The Rt. Hon. Viscount William Carr Beresford (National Portrait Gallery, London.)
The Rt. Hon. Viscount William Carr Beresford (National Portrait Gallery, London.)

In early 19th century, the British, Spanish, Portuguese and other colonial forces fought for dominance in the Platine region. In 1806 and 1807, as part of the Napoleonic Wars (1803–1815), the British army attempted to seize Buenos Aires and Montevideo.

In April 1806, Admiral Hope Popham, without the express permission of the British government, launched an excursion with General William Beresford leading around 1,500 soldiers. The modest British troops landed near Quilmes on June 17, 1806. With Spanish forces tied up in the Napoleonic Wars in Europe, the resistance was limited to untrained and poorly organized militia.

After overcoming limited resistance by untrained and poorly organized militia, the British troop advanced towards Buenos Aires. The Spanish viceroy Marquis Rafael de Sobremonte fled from Buones Aires to Córdoba with the city’s treasure, an act designed to protect the crown’s finances. But many in the town viewed his act as a betrayal and cowardice.
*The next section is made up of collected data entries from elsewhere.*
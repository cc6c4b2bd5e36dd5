//! Uniform random walks: one walk of `walk_len` steps from every vertex,
//! recorded into a dense vertex × step matrix. Runs in in-memory mode so a
//! walk can hop across blocks.

use std::sync::atomic::{AtomicU32, Ordering};
use std::sync::Arc;

use bgraph::{BlockEngine, VertexId};
use rand::Rng;

/// A walk that stops early (dead end) leaves `NO_STEP` in the remaining
/// cells.
pub const NO_STEP: u32 = u32::MAX;

pub fn run(engine: &BlockEngine<u32>, walk_len: usize) -> Vec<VertexId> {
    let n = engine.num_vertices() as usize;
    let matrix: Arc<Vec<AtomicU32>> =
        Arc::new((0..n * walk_len).map(|_| AtomicU32::new(NO_STEP)).collect());

    // warm-up: make every block's edges resident
    let s = engine.state();
    engine.map_vertex_with_edges(move |v| s.write(v, v));

    let g = engine.view();
    let m = matrix.clone();
    engine.map_vertex(move |v| {
        let mut rng = rand::thread_rng();
        let mut cur = v;
        for step in 0..walk_len {
            let Some(edges) = g.out_edges(cur) else {
                break;
            };
            if edges.is_empty() {
                break;
            }
            cur = edges[rng.gen_range(0..edges.len())];
            m[v as usize * walk_len + step].store(cur, Ordering::Relaxed);
        }
    });

    matrix.iter().map(|c| c.load(Ordering::Relaxed)).collect()
}
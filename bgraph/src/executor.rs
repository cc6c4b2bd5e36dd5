//! Executor worker: runs the latched map over one block at a time, fanning
//! out to the worker pool.
//!
//! MapVertex chunks the block's vertex range. The edge-driven maps take
//! their tasks from the edge buffer's ready queue, so a task only ever
//! runs over a resident sub-block; each consumed sub-block is finished
//! (released and refunded) as its task completes, which is what keeps the
//! reader streaming ahead under a tight budget.
//!
//! A mutate map compacts every sub-block as it drains: the surviving edges
//! are written out as the `.new` sibling right away (buffering a whole
//! compacted block would break the byte budget), and only the rebuilt
//! index remains for the writeback phase.

use std::collections::HashMap;
use std::path::PathBuf;
use std::sync::atomic::{AtomicU64, Ordering};
use std::sync::{Arc, Mutex};
use std::thread::JoinHandle;

use crossbeam::channel::{Receiver, Sender};
use crossbeam::sync::WaitGroup;
use log::{debug, info};

use crate::buffer::EdgeBuffer;
use crate::config::EngineConfig;
use crate::error::fatal;
use crate::graph::{walk_sub, BlockGraph, BlockIndex};
use crate::hub::{ExecuteKind, ExecuteMessage, MapFunc, Message};
use crate::layout;
use crate::pool::{Job, ThreadPool};
use crate::types::*;

pub struct Executor {
    root: PathBuf,
    graphs: Arc<Vec<BlockGraph>>,
    buffer: Arc<EdgeBuffer>,
    pool: ThreadPool,
    parallelism: usize,
    task_package_factor: u32,
    remaining_edges: Arc<AtomicU64>,
    executor_rx: Receiver<ExecuteMessage>,
    response_tx: Sender<Message>,
    /// Per-block deletion counts collected by the last mutate map, consumed
    /// by the Serialize that follows it.
    scratch: HashMap<BlockId, Vec<VertexDegree>>,
    /// Rebuilt indexes awaiting an in-memory republish.
    pending_index: HashMap<BlockId, BlockIndex>,
}

impl Executor {
    pub fn new(
        cfg: &EngineConfig,
        graphs: Arc<Vec<BlockGraph>>,
        buffer: Arc<EdgeBuffer>,
        remaining_edges: Arc<AtomicU64>,
        executor_rx: Receiver<ExecuteMessage>,
        response_tx: Sender<Message>,
    ) -> Self {
        Executor {
            root: cfg.root.clone(),
            graphs,
            buffer,
            pool: ThreadPool::new(cfg.parallelism),
            parallelism: cfg.parallelism,
            task_package_factor: cfg.task_package_factor,
            remaining_edges,
            executor_rx,
            response_tx,
            scratch: HashMap::new(),
            pending_index: HashMap::new(),
        }
    }

    pub fn spawn(self) -> JoinHandle<()> {
        std::thread::Builder::new()
            .name("bg-executor".into())
            .spawn(move || self.run())
            .expect("spawn executor thread")
    }

    fn run(mut self) {
        while let Ok(mut msg) = self.executor_rx.recv() {
            if msg.terminated {
                break;
            }
            debug!("executor: {:?} block {}", msg.kind, msg.block);
            match msg.kind {
                ExecuteKind::Compute => self.run_map(&msg),
                ExecuteKind::Serialize => self.serialize_block(&mut msg),
                ExecuteKind::Deserialize => self.republish_block(&msg),
            }
            self.response_tx
                .send(Message::Execute(msg))
                .expect("response queue closed");
        }
        info!("executor shutting down");
    }

    fn run_map(&mut self, msg: &ExecuteMessage) {
        let map = msg
            .map
            .clone()
            .unwrap_or_else(|| panic!("compute for block {} without a map", msg.block));
        match map {
            MapFunc::Vertex(f) => self.map_vertex_chunks(msg, f),
            MapFunc::VertexWithEdges(f) => {
                self.map_sub_blocks(msg, SubTask::Vertex(f));
            }
            MapFunc::Edge(f) => {
                self.map_sub_blocks(msg, SubTask::Edge(f));
            }
            MapFunc::EdgeMutate(f) => {
                let block = msg.block;
                self.graphs[block as usize].reset_deleted();
                let removed = {
                    let idx = self.graphs[block as usize].index();
                    Arc::new(Mutex::new(vec![0; idx.num_vertices() as usize]))
                };
                self.map_sub_blocks(msg, SubTask::Mutate(f, removed.clone()));
                let removed = Arc::try_unwrap(removed)
                    .expect("mutate tasks still hold the scratch")
                    .into_inner()
                    .unwrap();
                self.scratch.insert(block, removed);
            }
        }
    }

    /// MapVertex: chunk the block's vertex range into at least `task_size`
    /// sized tasks. A streaming block's ready run is drained first; a plain
    /// vertex map has no use for the edge data, and the drain doubles as
    /// the fence that makes a just-reloaded index visible to the chunks.
    fn map_vertex_chunks(&self, msg: &ExecuteMessage, f: Arc<dyn Fn(VertexId) + Send + Sync>) {
        let block = msg.block;
        if !msg.resident {
            let keep = msg.keep_resident;
            self.drain_run(block, |ex, sub| {
                if !keep {
                    ex.graphs[block as usize].release_sub(sub);
                    ex.buffer.finish(block, sub);
                }
            });
        }
        let idx = self.graphs[block as usize].index();
        let n = u64::from(idx.num_vertices());
        let task_num = (self.parallelism as u64 * u64::from(self.task_package_factor)).max(1);
        let task_size = ((n + task_num - 1) / task_num).max(2) as u32;

        let mut jobs: Vec<Job> = Vec::with_capacity((n / u64::from(task_size) + 1) as usize);
        let mut begin = idx.begin_id;
        while begin < idx.end_id {
            let end = idx.end_id.min(begin + task_size);
            let f = f.clone();
            jobs.push(Box::new(move || {
                for v in begin..end {
                    f(v);
                }
            }));
            begin = end;
        }
        self.pool.submit_and_wait(jobs);
    }

    /// The edge-driven maps: one task per sub-block, obtained from the
    /// ready queue (streaming) or from the resident set (in-memory rounds,
    /// short-cut block).
    fn map_sub_blocks(&self, msg: &ExecuteMessage, task: SubTask) {
        let block = msg.block;
        let wg = WaitGroup::new();
        if msg.resident {
            let n = self.graphs[block as usize].num_sub_blocks();
            for sub in 0..n {
                if self.graphs[block as usize].sub_edges(sub).is_some() {
                    self.spawn_sub_task(msg, sub, &task, &wg);
                }
            }
        } else {
            self.drain_run(block, |ex, sub| {
                ex.spawn_sub_task(msg, sub, &task, &wg);
            });
        }
        wg.wait();
    }

    fn spawn_sub_task(&self, msg: &ExecuteMessage, sub: SubBlockId, task: &SubTask, wg: &WaitGroup) {
        let block = msg.block;
        let keep = msg.keep_resident;
        let graphs = self.graphs.clone();
        let buffer = self.buffer.clone();
        let root = self.root.clone();
        let task = task.clone();
        let w = wg.clone();
        self.pool.submit(move || {
            let g = &graphs[block as usize];
            let idx = g.index();
            let edges = g
                .sub_edges(sub)
                .unwrap_or_else(|| panic!("sub-block {sub} of block {block} not resident"));
            match task {
                SubTask::Vertex(f) => {
                    let sr = &idx.subs[sub as usize];
                    for v in sr.begin_id..sr.end_id {
                        f(v);
                    }
                    drop(edges);
                    if !keep {
                        g.release_sub(sub);
                        buffer.finish(block, sub);
                    }
                }
                SubTask::Edge(f) => {
                    walk_sub(&idx, sub, &edges, |u, v, _| f(u, v));
                    drop(edges);
                    if !keep {
                        g.release_sub(sub);
                        buffer.finish(block, sub);
                    }
                }
                SubTask::Mutate(f, removed) => {
                    let bitmap = g.deleted();
                    walk_sub(&idx, sub, &edges, |u, v, e| {
                        if f(u, v) {
                            bitmap.set(e);
                        }
                    });
                    drop(edges);
                    let (kept, sub_removed) = g.compact_sub(sub);
                    {
                        let sr = &idx.subs[sub as usize];
                        let base = (sr.begin_id - idx.begin_id) as usize;
                        let mut rem = removed.lock().unwrap();
                        for (i, r) in sub_removed.into_iter().enumerate() {
                            rem[base + i] += r;
                        }
                    }
                    if keep {
                        let new_size = kept.len() as u64 * EDGE_BYTES;
                        g.publish_sub(sub, kept);
                        buffer.resize_resident(block, sub, new_size);
                    } else {
                        if let Err(e) = layout::write_sub_edges(&root, block, sub, &kept, true) {
                            fatal!("compacted sub-block writeback: {e}");
                        }
                        g.release_sub(sub);
                        buffer.finish(block, sub);
                    }
                }
            }
            drop(w);
        });
    }

    /// Pops the current block's ready run up to its sentinel. A sub-block
    /// id the block does not own means the queue protocol broke down.
    fn drain_run(&self, block: BlockId, mut on_sub: impl FnMut(&Self, SubBlockId)) {
        loop {
            let sub = self.buffer.pop_ready();
            if sub == SUB_BLOCK_SENTINEL {
                return;
            }
            if sub >= self.graphs[block as usize].num_sub_blocks() {
                panic!("ready queue yielded sub-block {sub} while executing block {block}");
            }
            on_sub(self, sub);
        }
    }

    /// Applies the mutate round's deletions: rebuilds degrees, offsets and
    /// sub-block extents. The compacted edge files are already on disk (or
    /// republished in memory); the encoded index rides back to the
    /// scheduler for the writeback.
    fn serialize_block(&mut self, msg: &mut ExecuteMessage) {
        let block = msg.block;
        let removed = self
            .scratch
            .remove(&block)
            .unwrap_or_else(|| panic!("serialize of block {block} without a mutate round"));
        let old = self.graphs[block as usize].index();
        let degrees: Vec<VertexDegree> = old
            .degrees
            .iter()
            .zip(removed.iter())
            .map(|(&d, &r)| d - r)
            .collect();
        let bounds: Vec<_> = old.subs.iter().map(|s| (s.begin_id, s.end_id)).collect();
        let new_idx = BlockIndex::build(
            block,
            old.begin_id,
            old.end_id,
            old.offset_ratio,
            degrees,
            &bounds,
        );
        let deleted = self.graphs[block as usize].deleted().count();
        debug_assert_eq!(deleted, old.num_edges - new_idx.num_edges);
        self.remaining_edges.fetch_sub(deleted, Ordering::Relaxed);
        debug!(
            "block {block} serialized: {deleted} edges deleted, {} remain",
            new_idx.num_edges
        );
        msg.new_block_size = new_idx.index_bytes() + new_idx.num_edges * EDGE_BYTES;
        msg.index_bytes = Some(new_idx.encode());
        self.graphs[block as usize].clear_deleted();
        if msg.keep_resident {
            self.pending_index.insert(block, new_idx);
        }
    }

    /// In-memory republish of a compacted block.
    fn republish_block(&mut self, msg: &ExecuteMessage) {
        let block = msg.block;
        let idx = self
            .pending_index
            .remove(&block)
            .unwrap_or_else(|| panic!("no rebuilt index to publish for block {block}"));
        self.graphs[block as usize].publish_index(idx);
    }
}

#[derive(Clone)]
enum SubTask {
    Vertex(Arc<dyn Fn(VertexId) + Send + Sync>),
    Edge(Arc<dyn Fn(VertexId, VertexId) + Send + Sync>),
    Mutate(
        Arc<dyn Fn(VertexId, VertexId) -> bool + Send + Sync>,
        Arc<Mutex<Vec<VertexDegree>>>,
    ),
}
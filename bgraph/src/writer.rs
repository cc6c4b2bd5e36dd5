//! Writer worker: persists mutated blocks as their `.new` siblings.
//!
//! The compacted sub-block files are written by the mutate map's tasks as
//! each sub-block drains (holding a whole compacted block in memory would
//! break the edge-buffer budget); what remains at writeback time is the
//! rebuilt index. Clean blocks cost no disk traffic, their edge data never
//! changed. A write failure is fatal, as is every I/O error in this engine.

use std::path::PathBuf;
use std::thread::JoinHandle;

use crossbeam::channel::{Receiver, Sender};
use log::{debug, info};

use crate::error::fatal;
use crate::hub::{Message, WriteMessage};
use crate::layout;

pub struct Writer {
    root: PathBuf,
    writer_rx: Receiver<WriteMessage>,
    response_tx: Sender<Message>,
}

impl Writer {
    pub fn new(
        root: PathBuf,
        writer_rx: Receiver<WriteMessage>,
        response_tx: Sender<Message>,
    ) -> Self {
        Writer {
            root,
            writer_rx,
            response_tx,
        }
    }

    pub fn spawn(self) -> JoinHandle<()> {
        std::thread::Builder::new()
            .name("bg-writer".into())
            .spawn(move || self.run())
            .expect("spawn writer thread")
    }

    fn run(self) {
        let mut total_written = 0u64;
        while let Ok(mut msg) = self.writer_rx.recv() {
            if msg.terminated {
                break;
            }
            if msg.mutated {
                let bytes = msg.index_bytes.take().unwrap_or_default();
                match layout::write_index_bytes(&self.root, msg.block, &bytes, true) {
                    Ok(n) => msg.bytes_written = n,
                    Err(e) => fatal!("writeback of block {}: {e}", msg.block),
                }
                debug!(
                    "writer persisted block {} index ({} bytes)",
                    msg.block, msg.bytes_written
                );
            }
            total_written += msg.bytes_written;
            self.response_tx
                .send(Message::Write(msg))
                .expect("response queue closed");
        }
        info!("writer wrote {total_written} bytes in total, shutting down");
    }
}
//! Typed message queues between the scheduler and its workers.
//!
//! The scheduler owns all state and only ever reacts to the response
//! queue; the reader, executor and writer own nothing and only produce
//! responses. A message whose `terminated` flag is set shuts its consumer
//! down.

use std::sync::Arc;

use crossbeam::channel::{unbounded, Receiver, Sender};

use crate::types::{BlockId, VertexId};

/// The kernel latched for the current map call, type-erased so messages do
/// not depend on the vertex-data type. One virtual call per edge/vertex;
/// the kernels themselves capture their typed state.
#[derive(Clone)]
pub enum MapFunc {
    /// Chunked over the block's vertex range.
    Vertex(Arc<dyn Fn(VertexId) + Send + Sync>),
    /// Per resident sub-block; `f(v)` may use `out_edges(v)`.
    VertexWithEdges(Arc<dyn Fn(VertexId) + Send + Sync>),
    Edge(Arc<dyn Fn(VertexId, VertexId) + Send + Sync>),
    /// Returning `true` deletes the edge.
    EdgeMutate(Arc<dyn Fn(VertexId, VertexId) -> bool + Send + Sync>),
}

impl MapFunc {
    pub fn kind_name(&self) -> &'static str {
        match self {
            MapFunc::Vertex(_) => "MapVertex",
            MapFunc::VertexWithEdges(_) => "MapVertexWithEdges",
            MapFunc::Edge(_) => "MapEdge",
            MapFunc::EdgeMutate(_) => "MapEdgeAndMutate",
        }
    }

    pub fn is_mutate(&self) -> bool {
        matches!(self, MapFunc::EdgeMutate(_))
    }
}

impl std::fmt::Debug for MapFunc {
    fn fmt(&self, f: &mut std::fmt::Formatter<'_>) -> std::fmt::Result {
        f.write_str(self.kind_name())
    }
}

#[derive(Debug, Default)]
pub struct ReadMessage {
    pub block: BlockId,
    /// Read the `.new` siblings (the block's mutation generation advanced).
    pub mutated: bool,
    /// Re-read and republish `index.bin` before streaming edges.
    pub reload_index: bool,
    // response fields
    pub bytes_read: u64,
    pub terminated: bool,
}

#[derive(Debug, Clone, Copy, PartialEq, Eq)]
pub enum ExecuteKind {
    /// Publish a rebuilt in-memory index (post-compaction republish).
    Deserialize,
    /// Run the latched map over one block.
    Compute,
    /// Apply the deletion bitmap: compact the block and hand the new index
    /// back for writeback.
    Serialize,
}

#[derive(Debug)]
pub struct ExecuteMessage {
    pub block: BlockId,
    pub kind: ExecuteKind,
    pub map: Option<MapFunc>,
    /// The block's edge data is fully resident; do not consume a ready-queue
    /// run for it.
    pub resident: bool,
    /// Keep the block's edge data resident after the map (in-memory mode,
    /// short-cut block).
    pub keep_resident: bool,
    // response fields
    /// Encoded `index.bin` contents produced by a Serialize.
    pub index_bytes: Option<Vec<u8>>,
    /// Block size in bytes after a Serialize (new index + kept edges).
    pub new_block_size: u64,
    pub terminated: bool,
}

impl ExecuteMessage {
    pub fn new(block: BlockId, kind: ExecuteKind) -> Self {
        ExecuteMessage {
            block,
            kind,
            map: None,
            resident: false,
            keep_resident: false,
            index_bytes: None,
            new_block_size: 0,
            terminated: false,
        }
    }

    pub fn terminate() -> Self {
        ExecuteMessage {
            terminated: true,
            ..ExecuteMessage::new(crate::types::INVALID_BLOCK_ID, ExecuteKind::Compute)
        }
    }
}

#[derive(Debug, Default)]
pub struct WriteMessage {
    pub block: BlockId,
    /// The block was mutated this round; write the `.new` index. Clean
    /// blocks need no disk traffic, their edge data never changed.
    pub mutated: bool,
    pub index_bytes: Option<Vec<u8>>,
    // response fields
    pub bytes_written: u64,
    pub terminated: bool,
}

#[derive(Debug)]
pub enum Message {
    Read(ReadMessage),
    Execute(ExecuteMessage),
    Write(WriteMessage),
}

impl Message {
    pub fn is_terminated(&self) -> bool {
        match self {
            Message::Read(m) => m.terminated,
            Message::Execute(m) => m.terminated,
            Message::Write(m) => m.terminated,
        }
    }
}

/// The four queues. Push never blocks; pop suspends on an empty queue.
pub struct MessageHub {
    pub reader_tx: Sender<ReadMessage>,
    pub reader_rx: Receiver<ReadMessage>,
    pub executor_tx: Sender<ExecuteMessage>,
    pub executor_rx: Receiver<ExecuteMessage>,
    pub writer_tx: Sender<WriteMessage>,
    pub writer_rx: Receiver<WriteMessage>,
    pub response_tx: Sender<Message>,
    pub response_rx: Receiver<Message>,
}

impl MessageHub {
    pub fn new() -> Self {
        let (reader_tx, reader_rx) = unbounded();
        let (executor_tx, executor_rx) = unbounded();
        let (writer_tx, writer_rx) = unbounded();
        let (response_tx, response_rx) = unbounded();
        MessageHub {
            reader_tx,
            reader_rx,
            executor_tx,
            executor_rx,
            writer_tx,
            writer_rx,
            response_tx,
            response_rx,
        }
    }
}

impl Default for MessageHub {
    fn default() -> Self {
        Self::new()
    }
}

#[cfg(test)]
mod tests {
    use super::*;

    #[test]
    fn terminated_flag_reaches_the_union() {
        let m = Message::Read(ReadMessage {
            terminated: true,
            ..Default::default()
        });
        assert!(m.is_terminated());
        let m = Message::Execute(ExecuteMessage::new(3, ExecuteKind::Compute));
        assert!(!m.is_terminated());
        let m = Message::Execute(ExecuteMessage::terminate());
        assert!(m.is_terminated());
    }

    #[test]
    fn queues_are_fifo() {
        let hub = MessageHub::new();
        for b in 0..3 {
            hub.reader_tx
                .send(ReadMessage {
                    block: b,
                    ..Default::default()
                })
                .unwrap();
        }
        for b in 0..3 {
            assert_eq!(hub.reader_rx.recv().unwrap().block, b);
        }
    }
}
//! Fixed-size worker pool the executor fans map tasks out on.

use crossbeam::channel::{unbounded, Sender};
use crossbeam::sync::WaitGroup;
use log::debug;

pub type Job = Box<dyn FnOnce() + Send>;

pub struct ThreadPool {
    tx: Option<Sender<Job>>,
    handles: Vec<std::thread::JoinHandle<()>>,
}

impl ThreadPool {
    pub fn new(parallelism: usize) -> Self {
        let (tx, rx) = unbounded::<Job>();
        let handles = (0..parallelism.max(1))
            .map(|i| {
                let rx = rx.clone();
                std::thread::Builder::new()
                    .name(format!("bg-worker-{i}"))
                    .spawn(move || {
                        for job in rx.iter() {
                            job();
                        }
                        debug!("worker {i} shutting down");
                    })
                    .expect("spawn worker thread")
            })
            .collect();
        ThreadPool {
            tx: Some(tx),
            handles,
        }
    }

    pub fn submit(&self, job: impl FnOnce() + Send + 'static) {
        self.tx
            .as_ref()
            .expect("pool closed")
            .send(Box::new(job))
            .expect("worker pool hung up");
    }

    /// Submits a batch and blocks until every task in it has run.
    pub fn submit_and_wait(&self, jobs: Vec<Job>) {
        let wg = WaitGroup::new();
        for job in jobs {
            let w = wg.clone();
            self.submit(move || {
                job();
                drop(w);
            });
        }
        wg.wait();
    }
}

impl Drop for ThreadPool {
    fn drop(&mut self) {
        drop(self.tx.take());
        for h in self.handles.drain(..) {
            let _ = h.join();
        }
    }
}
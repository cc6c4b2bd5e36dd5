//! Weakly connected components: label every vertex with the smallest
//! vertex id in its component.
//!
//! Each round grafts neighbouring trees together through the min-combine,
//! flattens parent chains by pointer jumping, then deletes the edges that
//! have become intra-component. The engine's remaining-edge count drives
//! termination.

use bgraph::{BlockEngine, GraphView, VertexId, VertexState};
use log::debug;
use std::sync::Arc;

fn graft_vertex(s: &VertexState<u32>, g: &GraphView, v: VertexId) {
    if g.out_degree(v) == 0 {
        return;
    }
    let Some(edges) = g.out_edges(v) else {
        return;
    };
    let parent = s.read(v);
    let mut lowest = parent;
    for &u in edges.iter() {
        lowest = lowest.min(s.read(u));
    }
    for &u in edges.iter() {
        s.write_min(s.read(u), lowest);
    }
    s.write_min(parent, lowest);
}

fn point_jump(s: &VertexState<u32>, v: VertexId) {
    let mut parent = s.read(v);
    if parent == v {
        return;
    }
    while parent != s.read(parent) {
        parent = s.read(parent);
    }
    s.write_min(v, parent);
}

/// Runs to completion; returns the number of graft/jump/contract rounds.
pub fn run(engine: &BlockEngine<u32>) -> u32 {
    let s = engine.state();
    engine.map_vertex(move |v| s.write(v, v));

    let mut rounds = 0;
    while engine.remaining_edges() > 0 {
        let s = engine.state();
        let g = engine.view();
        engine.map_vertex_with_edges(move |v| graft_vertex(&s, &g, v));

        let s = engine.state();
        engine.map_vertex(move |v| point_jump(&s, v));

        let s = engine.state();
        engine.map_edge_and_mutate(move |u, v| s.read(u) == s.read(v));

        rounds += 1;
        debug!(
            "wcc round {rounds}: {} edges left",
            engine.remaining_edges()
        );
    }
    // flatten whatever chains the last contraction left behind
    let s = engine.state();
    engine.map_vertex(move |v| point_jump(&s, v));
    rounds
}

/// Component count over a finished run.
pub fn num_components(s: &Arc<VertexState<u32>>, num_vertices: u32) -> usize {
    (0..num_vertices).filter(|&v| s.read(v) == v).count()
}
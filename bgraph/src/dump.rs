//! Prints a block layout: metadata, per-block index contents and,
//! optionally, the edge lists.

use clap::Parser;
use std::path::PathBuf;

use bgraph::layout;
use bgraph::meta::GraphMeta;

#[derive(Parser, Debug)]
#[command(version, about, long_about = None)]
struct Args {
    /// graph root (holds meta.yaml and graphs/)
    root: PathBuf,

    /// also dump every vertex's edge list
    #[arg(long)]
    edges: bool,

    /// read the mutated (.new) siblings
    #[arg(long)]
    mutated: bool,
}

fn main() {
    env_logger::init();
    let args = Args::parse();

    let meta = match GraphMeta::load(&args.root) {
        Ok(m) => m,
        Err(e) => {
            eprintln!("{e}");
            std::process::exit(1);
        }
    };
    println!(
        "{} vertices, {} edges, {} blocks",
        meta.num_vertices, meta.num_edges, meta.num_blocks
    );
    for bm in &meta.blocks {
        let idx = match layout::read_index(&args.root, bm, args.mutated) {
            Ok(i) => i,
            Err(e) => {
                eprintln!("block {}: {e}", bm.id);
                std::process::exit(1);
            }
        };
        println!(
            "block {}: [{}, {}) offset_ratio {} edges {}",
            bm.id, bm.begin_id, bm.end_id, bm.offset_ratio, idx.num_edges
        );
        for sr in &idx.subs {
            println!(
                "  sub [{}, {}): {} edges at offset {}",
                sr.begin_id, sr.end_id, sr.num_edges, sr.begin_offset
            );
        }
        if args.edges {
            for (sid, _) in idx.subs.iter().enumerate() {
                let edges =
                    match layout::read_sub_edges(&args.root, bm.id, sid as u32, args.mutated) {
                        Ok(e) => e,
                        Err(e) => {
                            eprintln!("block {} sub {}: {e}", bm.id, sid);
                            std::process::exit(1);
                        }
                    };
                bgraph::graph::walk_sub(&idx, sid as u32, &edges, |u, v, _| {
                    println!("  {u} -> {v}");
                });
            }
        }
    }
}
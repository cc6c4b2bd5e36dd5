//! Local structure counting: triangles, fixed-length paths, stars.
//!
//! These kernels chase edges of vertices outside the current sub-block
//! (a neighbour's adjacency list, a neighbour's degree), so they run the
//! engine in in-memory mode where every sub-block stays resident after the
//! warm-up map. Adjacency lists are id-sorted on disk, which makes the
//! membership probe a binary search.

use bgraph::BlockEngine;

/// Warm-up: stream every block once so all edge data is resident.
fn warm(engine: &BlockEngine<u32>) {
    let s = engine.state();
    engine.map_vertex_with_edges(move |v| s.write(v, 0));
}

/// Ordered pairs of adjacent neighbours per vertex; on `K4` every vertex
/// counts 3·2 of them.
pub fn triangles(engine: &BlockEngine<u32>) {
    warm(engine);
    let s = engine.state();
    let g = engine.view();
    engine.map_vertex_with_edges(move |v| {
        let Some(edges) = g.out_edges(v) else {
            return;
        };
        let mut sum = 0u32;
        for (i, &a) in edges.iter().enumerate() {
            let Some(a_edges) = g.out_edges(a) else {
                continue;
            };
            for (j, &b) in edges.iter().enumerate() {
                if i != j && a_edges.binary_search(&b).is_ok() {
                    sum += 1;
                }
            }
        }
        s.write(v, sum);
    });
}

/// Counts paths of `length` vertices starting at each vertex: seed with
/// 2-hop counts (sum of neighbour degrees), then fold neighbour counts
/// once per extra hop.
pub fn paths(engine: &BlockEngine<u32>, length: u32) {
    warm(engine);
    let s = engine.state();
    let g = engine.view();
    engine.map_vertex_with_edges(move |v| {
        let Some(edges) = g.out_edges(v) else {
            return;
        };
        let sum = edges.iter().map(|&u| g.out_degree(u)).sum();
        s.write(v, sum);
    });
    for _ in 3..length {
        let s = engine.state();
        let g = engine.view();
        engine.map_vertex_with_edges(move |v| {
            let Some(edges) = g.out_edges(v) else {
                return;
            };
            let sum = edges.iter().map(|&u| s.read(u)).sum();
            s.write(v, sum);
        });
    }
}

/// Unordered neighbour pairs centred on each vertex.
pub fn stars(engine: &BlockEngine<u32>) {
    let s = engine.state();
    let g = engine.view();
    engine.map_vertex(move |v| {
        let d = g.out_degree(v);
        s.write(v, d * d.saturating_sub(1) / 2);
    });
}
Ten days after disembarking, Beresford captured Buenos Aires on June 17, 1806, and hoisted the British flag above the fort on Plaza de Mayo. Then, he sent news of the British triumph to London which reached there ten weeks later. The Times on September 13, 1806, declared in a triumphant article: “Buenos Aires at this moment forms part of the British Empire.

General Beresford, proclaimed governor of the newly conquered territories, announced that he would allow the city to function as before. He offered full British protection to people “of all class” that swear loyalty to “His Majesty’s Government”. Some of the city elite, 58 in number, responded to Beresford’s call to sign allegiance to King George III. Some of them even hoped that the British would support the liberation of the region from Spain. However, Beresford, unsure exactly how to deal with the current situation decided to wait for reinforcements and instructions from London.

During this lull period the city’s 50,000 inhabitants realized the inconsequential size of the British force that invaded them. Driven by shame a counterattacking force of influential Spanish figures conspired to recruit and arm volunteer fighters.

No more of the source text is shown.